=== Begin Enclosure ===
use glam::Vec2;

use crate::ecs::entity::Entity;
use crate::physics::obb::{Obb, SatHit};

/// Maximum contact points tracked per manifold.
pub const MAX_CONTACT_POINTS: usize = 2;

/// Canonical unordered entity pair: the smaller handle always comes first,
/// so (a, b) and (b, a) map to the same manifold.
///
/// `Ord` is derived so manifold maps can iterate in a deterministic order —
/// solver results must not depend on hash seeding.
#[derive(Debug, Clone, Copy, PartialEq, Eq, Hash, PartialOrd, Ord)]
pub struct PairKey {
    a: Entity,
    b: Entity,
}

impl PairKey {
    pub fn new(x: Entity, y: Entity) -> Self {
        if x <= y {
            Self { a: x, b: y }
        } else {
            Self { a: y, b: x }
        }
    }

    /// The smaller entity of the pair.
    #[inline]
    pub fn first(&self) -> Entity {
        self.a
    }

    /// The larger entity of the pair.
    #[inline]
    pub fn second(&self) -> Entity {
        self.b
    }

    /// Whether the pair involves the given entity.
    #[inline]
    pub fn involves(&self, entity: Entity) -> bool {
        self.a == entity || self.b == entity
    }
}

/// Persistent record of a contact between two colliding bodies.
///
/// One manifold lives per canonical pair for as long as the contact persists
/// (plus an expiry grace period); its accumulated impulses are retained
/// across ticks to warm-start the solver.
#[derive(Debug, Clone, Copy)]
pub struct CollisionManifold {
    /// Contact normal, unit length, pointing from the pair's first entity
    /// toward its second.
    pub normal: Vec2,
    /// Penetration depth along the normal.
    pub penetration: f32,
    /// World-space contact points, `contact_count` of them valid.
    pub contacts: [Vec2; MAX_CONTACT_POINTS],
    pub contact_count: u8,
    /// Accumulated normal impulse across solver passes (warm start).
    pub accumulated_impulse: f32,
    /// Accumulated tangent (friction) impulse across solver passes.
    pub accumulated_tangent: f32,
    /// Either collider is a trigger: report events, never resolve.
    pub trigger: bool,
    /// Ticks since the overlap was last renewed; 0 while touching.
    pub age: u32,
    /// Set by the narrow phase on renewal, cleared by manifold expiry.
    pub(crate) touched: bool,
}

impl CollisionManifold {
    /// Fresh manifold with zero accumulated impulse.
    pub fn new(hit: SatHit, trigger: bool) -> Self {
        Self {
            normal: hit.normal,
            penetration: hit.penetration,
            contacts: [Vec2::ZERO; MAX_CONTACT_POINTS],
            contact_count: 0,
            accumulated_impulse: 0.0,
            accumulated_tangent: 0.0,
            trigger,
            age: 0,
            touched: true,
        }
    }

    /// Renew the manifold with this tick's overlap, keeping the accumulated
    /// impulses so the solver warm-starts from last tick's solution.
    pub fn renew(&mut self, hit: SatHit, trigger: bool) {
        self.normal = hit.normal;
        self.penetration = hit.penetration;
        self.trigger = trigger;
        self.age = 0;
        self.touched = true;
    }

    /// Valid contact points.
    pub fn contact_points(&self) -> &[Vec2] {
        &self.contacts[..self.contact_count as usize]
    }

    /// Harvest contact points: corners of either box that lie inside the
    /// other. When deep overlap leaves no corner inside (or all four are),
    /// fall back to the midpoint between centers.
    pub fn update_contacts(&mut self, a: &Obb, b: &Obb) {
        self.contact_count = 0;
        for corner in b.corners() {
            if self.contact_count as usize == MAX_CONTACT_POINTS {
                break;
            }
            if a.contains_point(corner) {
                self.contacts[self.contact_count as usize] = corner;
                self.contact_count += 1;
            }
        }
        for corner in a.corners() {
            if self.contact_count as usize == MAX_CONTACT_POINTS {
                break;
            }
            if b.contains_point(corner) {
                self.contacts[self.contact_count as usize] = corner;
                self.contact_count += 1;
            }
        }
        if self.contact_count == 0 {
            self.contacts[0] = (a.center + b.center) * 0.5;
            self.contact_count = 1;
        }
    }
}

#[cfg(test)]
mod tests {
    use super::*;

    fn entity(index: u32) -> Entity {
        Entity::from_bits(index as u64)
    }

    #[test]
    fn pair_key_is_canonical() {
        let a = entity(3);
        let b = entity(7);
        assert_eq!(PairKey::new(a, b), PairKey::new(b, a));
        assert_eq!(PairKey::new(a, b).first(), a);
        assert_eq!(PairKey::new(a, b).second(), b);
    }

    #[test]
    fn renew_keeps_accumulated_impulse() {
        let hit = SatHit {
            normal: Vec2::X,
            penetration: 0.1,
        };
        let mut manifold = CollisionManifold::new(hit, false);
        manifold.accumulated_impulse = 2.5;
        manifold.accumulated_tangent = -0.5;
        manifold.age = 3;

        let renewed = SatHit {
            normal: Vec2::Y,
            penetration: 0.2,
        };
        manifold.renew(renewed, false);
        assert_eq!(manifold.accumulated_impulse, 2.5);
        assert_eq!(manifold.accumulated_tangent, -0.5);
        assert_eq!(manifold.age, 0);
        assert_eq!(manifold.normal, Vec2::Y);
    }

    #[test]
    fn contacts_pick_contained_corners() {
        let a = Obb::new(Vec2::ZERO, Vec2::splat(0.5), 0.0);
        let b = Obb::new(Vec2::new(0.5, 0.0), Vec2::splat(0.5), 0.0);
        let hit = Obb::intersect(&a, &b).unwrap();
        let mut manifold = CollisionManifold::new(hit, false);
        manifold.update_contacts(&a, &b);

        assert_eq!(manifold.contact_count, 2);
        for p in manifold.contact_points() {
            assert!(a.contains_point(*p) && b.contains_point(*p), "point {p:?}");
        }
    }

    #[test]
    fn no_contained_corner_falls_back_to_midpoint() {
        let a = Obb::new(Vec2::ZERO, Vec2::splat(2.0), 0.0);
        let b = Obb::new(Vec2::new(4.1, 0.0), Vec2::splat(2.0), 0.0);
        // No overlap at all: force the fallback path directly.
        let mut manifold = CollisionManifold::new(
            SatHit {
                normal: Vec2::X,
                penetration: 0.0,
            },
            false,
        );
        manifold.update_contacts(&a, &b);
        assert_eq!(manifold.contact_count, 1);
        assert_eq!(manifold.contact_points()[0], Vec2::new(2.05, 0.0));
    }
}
=== End Enclosure ===
Work order: Restate the records above word for word.

Answer to the problem:
use glam::Vec2;

use crate::ecs::entity::Entity;
use crate::physics::obb::{Obb, SatHit};

/// Maximum contact points tracked per manifold.
pub const MAX_CONTACT_POINTS: usize = 2;

/// Canonical unordered entity pair: the smaller handle always comes first,
/// so (a, b) and (b, a) map to the same manifold.
///
/// `Ord` is derived so manifold maps can iterate in a deterministic order —
/// solver results must not depend on hash seeding.
#[derive(Debug, Clone, Copy, PartialEq, Eq, Hash, PartialOrd, Ord)]
pub struct PairKey {
    a: Entity,
    b: Entity,
}

impl PairKey {
    pub fn new(x: Entity, y: Entity) -> Self {
        if x <= y {
            Self { a: x, b: y }
        } else {
            Self { a: y, b: x }
        }
    }

    /// The smaller entity of the pair.
    #[inline]
    pub fn first(&self) -> Entity {
        self.a
    }

    /// The larger entity of the pair.
    #[inline]
    pub fn second(&self) -> Entity {
        self.b
    }

    /// Whether the pair involves the given entity.
    #[inline]
    pub fn involves(&self, entity: Entity) -> bool {
        self.a == entity || self.b == entity
    }
}

/// Persistent record of a contact between two colliding bodies.
///
/// One manifold lives per canonical pair for as long as the contact persists
/// (plus an expiry grace period); its accumulated impulses are retained
/// across ticks to warm-start the solver.
#[derive(Debug, Clone, Copy)]
pub struct CollisionManifold {
    /// Contact normal, unit length, pointing from the pair's first entity
    /// toward its second.
    pub normal: Vec2,
    /// Penetration depth along the normal.
    pub penetration: f32,
    /// World-space contact points, `contact_count` of them valid.
    pub contacts: [Vec2; MAX_CONTACT_POINTS],
    pub contact_count: u8,
    /// Accumulated normal impulse across solver passes (warm start).
    pub accumulated_impulse: f32,
    /// Accumulated tangent (friction) impulse across solver passes.
    pub accumulated_tangent: f32,
    /// Either collider is a trigger: report events, never resolve.
    pub trigger: bool,
    /// Ticks since the overlap was last renewed; 0 while touching.
    pub age: u32,
    /// Set by the narrow phase on renewal, cleared by manifold expiry.
    pub(crate) touched: bool,
}

impl CollisionManifold {
    /// Fresh manifold with zero accumulated impulse.
    pub fn new(hit: SatHit, trigger: bool) -> Self {
        Self {
            normal: hit.normal,
            penetration: hit.penetration,
            contacts: [Vec2::ZERO; MAX_CONTACT_POINTS],
            contact_count: 0,
            accumulated_impulse: 0.0,
            accumulated_tangent: 0.0,
            trigger,
            age: 0,
            touched: true,
        }
    }

    /// Renew the manifold with this tick's overlap, keeping the accumulated
    /// impulses so the solver warm-starts from last tick's solution.
    pub fn renew(&mut self, hit: SatHit, trigger: bool) {
        self.normal = hit.normal;
        self.penetration = hit.penetration;
        self.trigger = trigger;
        self.age = 0;
        self.touched = true;
    }

    /// Valid contact points.
    pub fn contact_points(&self) -> &[Vec2] {
        &self.contacts[..self.contact_count as usize]
    }

    /// Harvest contact points: corners of either box that lie inside the
    /// other. When deep overlap leaves no corner inside (or all four are),
    /// fall back to the midpoint between centers.
    pub fn update_contacts(&mut self, a: &Obb, b: &Obb) {
        self.contact_count = 0;
        for corner in b.corners() {
            if self.contact_count as usize == MAX_CONTACT_POINTS {
                break;
            }
            if a.contains_point(corner) {
                self.contacts[self.contact_count as usize] = corner;
                self.contact_count += 1;
            }
        }
        for corner in a.corners() {
            if self.contact_count as usize == MAX_CONTACT_POINTS {
                break;
            }
            if b.contains_point(corner) {
                self.contacts[self.contact_count as usize] = corner;
                self.contact_count += 1;
            }
        }
        if self.contact_count == 0 {
            self.contacts[0] = (a.center + b.center) * 0.5;
            self.contact_count = 1;
        }
    }
}

#[cfg(test)]
mod tests {
    use super::*;

    fn entity(index: u32) -> Entity {
        Entity::from_bits(index as u64)
    }

    #[test]
    fn pair_key_is_canonical() {
        let a = entity(3);
        let b = entity(7);
        assert_eq!(PairKey::new(a, b), PairKey::new(b, a));
        assert_eq!(PairKey::new(a, b).first(), a);
        assert_eq!(PairKey::new(a, b).second(), b);
    }

    #[test]
    fn renew_keeps_accumulated_impulse() {
        let hit = SatHit {
            normal: Vec2::X,
            penetration: 0.1,
        };
        let mut manifold = CollisionManifold::new(hit, false);
        manifold.accumulated_impulse = 2.5;
        manifold.accumulated_tangent = -0.5;
        manifold.age = 3;

        let renewed = SatHit {
            normal: Vec2::Y,
            penetration: 0.2,
        };
        manifold.renew(renewed, false);
        assert_eq!(manifold.accumulated_impulse, 2.5);
        assert_eq!(manifold.accumulated_tangent, -0.5);
        assert_eq!(manifold.age, 0);
        assert_eq!(manifold.normal, Vec2::Y);
    }

    #[test]
    fn contacts_pick_contained_corners() {
        let a = Obb::new(Vec2::ZERO, Vec2::splat(0.5), 0.0);
        let b = Obb::new(Vec2::new(0.5, 0.0), Vec2::splat(0.5), 0.0);
        let hit = Obb::intersect(&a, &b).unwrap();
        let mut manifold = CollisionManifold::new(hit, false);
        manifold.update_contacts(&a, &b);

        assert_eq!(manifold.contact_count, 2);
        for p in manifold.contact_points() {
            assert!(a.contains_point(*p) && b.contains_point(*p), "point {p:?}");
        }
    }

    #[test]
    fn no_contained_corner_falls_back_to_midpoint() {
        let a = Obb::new(Vec2::ZERO, Vec2::splat(2.0), 0.0);
        let b = Obb::new(Vec2::new(4.1, 0.0), Vec2::splat(2.0), 0.0);
        // No overlap at all: force the fallback path directly.
        let mut manifold = CollisionManifold::new(
            SatHit {
                normal: Vec2::X,
                penetration: 0.0,
            },
            false,
        );
        manifold.update_contacts(&a, &b);
        assert_eq!(manifold.contact_count, 1);
        assert_eq!(manifold.contact_points()[0], Vec2::new(2.05, 0.0));
    }
}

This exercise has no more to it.